The Value of Composability

In order to meet the unique set of requirements for the Pop-Up Factory, the one-size-fits-all model of traditional MES solutions was simply not an option. The composable approach enabled by our platform allowed us to build a solution tailored to the specific needs of our operation. In practice, this means that changes can be made rapidly, and new systems can be easily integrated to meet shifting production demands, allowing for improved efficiency and agility. Successfully adopting a composable approach requires more than just a new software architecture — manufacturers also need to adopt changes in culture, ownership, and development.

Focus on the Frontline Operator

Digital transformation cannot be successfully implemented with a purely top-down approach. When implementing digital tools in your business, the needs and concerns of your frontline operators should be considered first and foremost.

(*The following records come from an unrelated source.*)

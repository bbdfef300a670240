//! Topology synthesis: random architectures that are valid by construction.
//!
//! Every candidate is built in three fixed phases and every block is pushed
//! through the shape engine as it is appended, so parameters are always
//! chosen against the real incoming shape. Nothing is retried or discarded.
//!
//! 1. Stem (2-D): conv / relu / max_pool drawn with weights 2 : 1 : 1.
//! 2. Transition: `global_avg_pool` then `flatten`, always.
//! 3. Classifier (1-D): one or two linear layers, relu between them,
//!    the last one fixed to `classifier_width`.


use std::fmt;

use log::debug;
use rand::rngs::StdRng;
use rand::{Rng, SeedableRng};

use crate::config::{Config, ConfigError};
use crate::ir::{
    propagate, Architecture, IrError, OperatorBlock, Padding, ShapeError, ShapeState,
};

/// Shortest stem the synthesizer emits.
pub const MIN_STEM: usize = 2;
/// Upper bound on conv output channels.
pub const MAX_CHANNELS: usize = 128;
/// Spatial size at or below which pooling and strided convs are skipped.
pub const SMALL_SPATIAL: usize = 4;

const KERNEL_SIZES: [usize; 2] = [3, 5];
const CHANNEL_MULTIPLIERS: [usize; 3] = [1, 2, 4];
const HIDDEN_WIDTHS: [usize; 3] = [128, 256, 512];
const POOL_KERNEL: usize = 2;
const POOL_STRIDE: usize = 2;

#[derive(Clone, Copy, Debug, PartialEq, Eq)]
enum StemOp {
    Conv,
    Relu,
    MaxPool,
}

const STEM_WEIGHTS: [(StemOp, u32); 3] = [
    (StemOp::Conv, 2),
    (StemOp::Relu, 1),
    (StemOp::MaxPool, 1),
];

// ─── Results and errors ───────────────────────────────────────────

/// A synthesized architecture together with the output width recorded
/// while its classifier was built.
#[derive(Clone, Debug, PartialEq, Eq)]
pub struct Candidate {
    pub architecture: Architecture,
    pub output_features: usize,
}

/// Synthesis failed. Any of these indicates an internal inconsistency in
/// the synthesizer itself; valid configurations never produce them.
#[derive(Clone, Debug, PartialEq, Eq)]
pub enum SynthError {
    Shape(ShapeError),
    Ir(IrError),
}

impl fmt::Display for SynthError {
    fn fmt(&self, f: &mut fmt::Formatter<'_>) -> fmt::Result {
        match self {
            SynthError::Shape(e) => write!(f, "synthesizer produced an invalid shape: {}", e),
            SynthError::Ir(e) => write!(f, "synthesizer produced an invalid block: {}", e),
        }
    }
}

impl std::error::Error for SynthError {
    fn source(&self) -> Option<&(dyn std::error::Error + 'static)> {
        match self {
            SynthError::Shape(e) => Some(e),
            SynthError::Ir(e) => Some(e),
        }
    }
}

impl From<ShapeError> for SynthError {
    fn from(e: ShapeError) -> Self {
        SynthError::Shape(e)
    }
}

impl From<IrError> for SynthError {
    fn from(e: IrError) -> Self {
        SynthError::Ir(e)
    }
}

// ─── Builder ──────────────────────────────────────────────────────

/// Blocks appended so far plus the shape they produce.
struct Builder {
    blocks: Vec<OperatorBlock>,
    shape: ShapeState,
}

impl Builder {
    fn push(&mut self, block: OperatorBlock) -> Result<(), ShapeError> {
        let next = propagate(self.shape, &block)?;
        debug!("block {}: {} -> {}", self.blocks.len(), block, next);
        self.blocks.push(block);
        self.shape = next;
        Ok(())
    }

    fn last_is_relu(&self) -> bool {
        matches!(self.blocks.last(), Some(OperatorBlock::Relu))
    }

    /// `(channels, min(height, width))` of the current feature map.
    fn feature_map(&self, op: &'static str) -> Result<(usize, usize), ShapeError> {
        match self.shape {
            ShapeState::TwoD {
                channels,
                height,
                width,
            } => Ok((channels, height.min(width))),
            ShapeState::OneD { .. } => Err(ShapeError::ModeMismatch {
                op,
                found: self.shape.mode(),
            }),
        }
    }
}

// ─── Synthesizer ──────────────────────────────────────────────────

/// Draws architectures from the search space. All randomness comes from
/// the injected `rng`, so a seeded generator reproduces every candidate.
pub struct Synthesizer<R: Rng> {
    config: Config,
    rng: R,
}

impl Synthesizer<StdRng> {
    pub fn seeded(config: Config, seed: u64) -> Result<Self, ConfigError> {
        Self::new(config, StdRng::seed_from_u64(seed))
    }
}

impl<R: Rng> Synthesizer<R> {
    pub fn new(config: Config, rng: R) -> Result<Self, ConfigError> {
        config.validate()?;
        Ok(Self { config, rng })
    }

    pub fn config(&self) -> &Config {
        &self.config
    }

    pub fn synthesize(&mut self) -> Result<Candidate, SynthError> {
        let mut builder = Builder {
            blocks: Vec::new(),
            shape: self.config.initial_shape(),
        };
        self.stem(&mut builder)?;
        self.transition(&mut builder)?;
        let output_features = self.classifier(&mut builder)?;
        let architecture = Architecture::new(builder.blocks)?;
        Ok(Candidate {
            architecture,
            output_features,
        })
    }

    fn stem(&mut self, b: &mut Builder) -> Result<(), SynthError> {
        let upper = self.config.max_depth.saturating_sub(3).max(MIN_STEM);
        let steps = self.rng.random_range(MIN_STEM..=upper);
        for _ in 0..steps {
            let (channels, size) = b.feature_map("stem")?;
            match self.draw_stem_op() {
                StemOp::Relu if b.last_is_relu() => continue,
                StemOp::MaxPool if size <= SMALL_SPATIAL => continue,
                StemOp::Relu => b.push(OperatorBlock::Relu)?,
                StemOp::MaxPool => b.push(OperatorBlock::max_pool(POOL_KERNEL, POOL_STRIDE)?)?,
                StemOp::Conv => {
                    let conv = self.draw_conv(channels, size)?;
                    b.push(conv)?;
                }
            }
        }
        Ok(())
    }

    fn draw_stem_op(&mut self) -> StemOp {
        let total: u32 = STEM_WEIGHTS.iter().map(|(_, w)| w).sum();
        let mut pick = self.rng.random_range(0..total);
        for (op, weight) in STEM_WEIGHTS {
            if pick < weight {
                return op;
            }
            pick -= weight;
        }
        StemOp::Conv
    }

    fn draw_conv(&mut self, channels: usize, size: usize) -> Result<OperatorBlock, IrError> {
        let kernel = KERNEL_SIZES[self.rng.random_range(0..KERNEL_SIZES.len())];
        let multiplier = CHANNEL_MULTIPLIERS[self.rng.random_range(0..CHANNEL_MULTIPLIERS.len())];
        let out_channels = channels.saturating_mul(multiplier).min(MAX_CHANNELS);
        let stride = if size <= SMALL_SPATIAL {
            1
        } else {
            self.rng.random_range(1..=2)
        };
        let padding = if stride == 1 {
            Padding::Same
        } else {
            Padding::Explicit(kernel / 2)
        };
        OperatorBlock::conv(channels, out_channels, kernel, padding, stride)
    }

    fn transition(&mut self, b: &mut Builder) -> Result<(), SynthError> {
        b.push(OperatorBlock::GlobalAvgPool)?;
        let in_features = b.shape.elements();
        b.push(OperatorBlock::flatten(in_features)?)?;
        Ok(())
    }

    /// Returns the width of the final linear layer.
    fn classifier(&mut self, b: &mut Builder) -> Result<usize, SynthError> {
        let layers = self.rng.random_range(1..=2usize);
        for layer in 0..layers {
            if layer > 0 {
                b.push(OperatorBlock::Relu)?;
            }
            let out_features = if layer + 1 == layers {
                self.config.classifier_width
            } else {
                HIDDEN_WIDTHS[self.rng.random_range(0..HIDDEN_WIDTHS.len())]
            };
            let in_features = b.shape.elements();
            b.push(OperatorBlock::linear(in_features, out_features)?)?;
        }
        match b.shape {
            ShapeState::OneD { features } => Ok(features),
            ShapeState::TwoD { .. } => Err(SynthError::Shape(ShapeError::ModeMismatch {
                op: "linear",
                found: b.shape.mode(),
            })),
        }
    }
}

While Tulip was designed from the ground up to make building highly visual, intuitive interfaces for the shop floor easy, this year we paid extra attention to the user experience of our app and made sure that it was as streamlined as possible. By implementing fully reactive work instructions that moved from step to step without operator intervention and adding the ability to easily swap to the language of their choice, for example, we improved the operator experience and also helped reduce cycle times to accommodate the throngs of attendees.

Embrace the Open Ecosystem

Thanks to Tulip’s open architecture, everything from andon and pick-to-light systems to computer vision and BI tools was integrated entirely straightforwardly. The shift towards open, interoperable digital architectures marks a significant departure from the era of proprietary, closed systems that once dominated the manufacturing industry. This open ecosystem approach enables you to build your manufacturing tech stack around best-in-class solutions without being locked into a single vendor, which ensures that your business can remain adaptable and future-proof.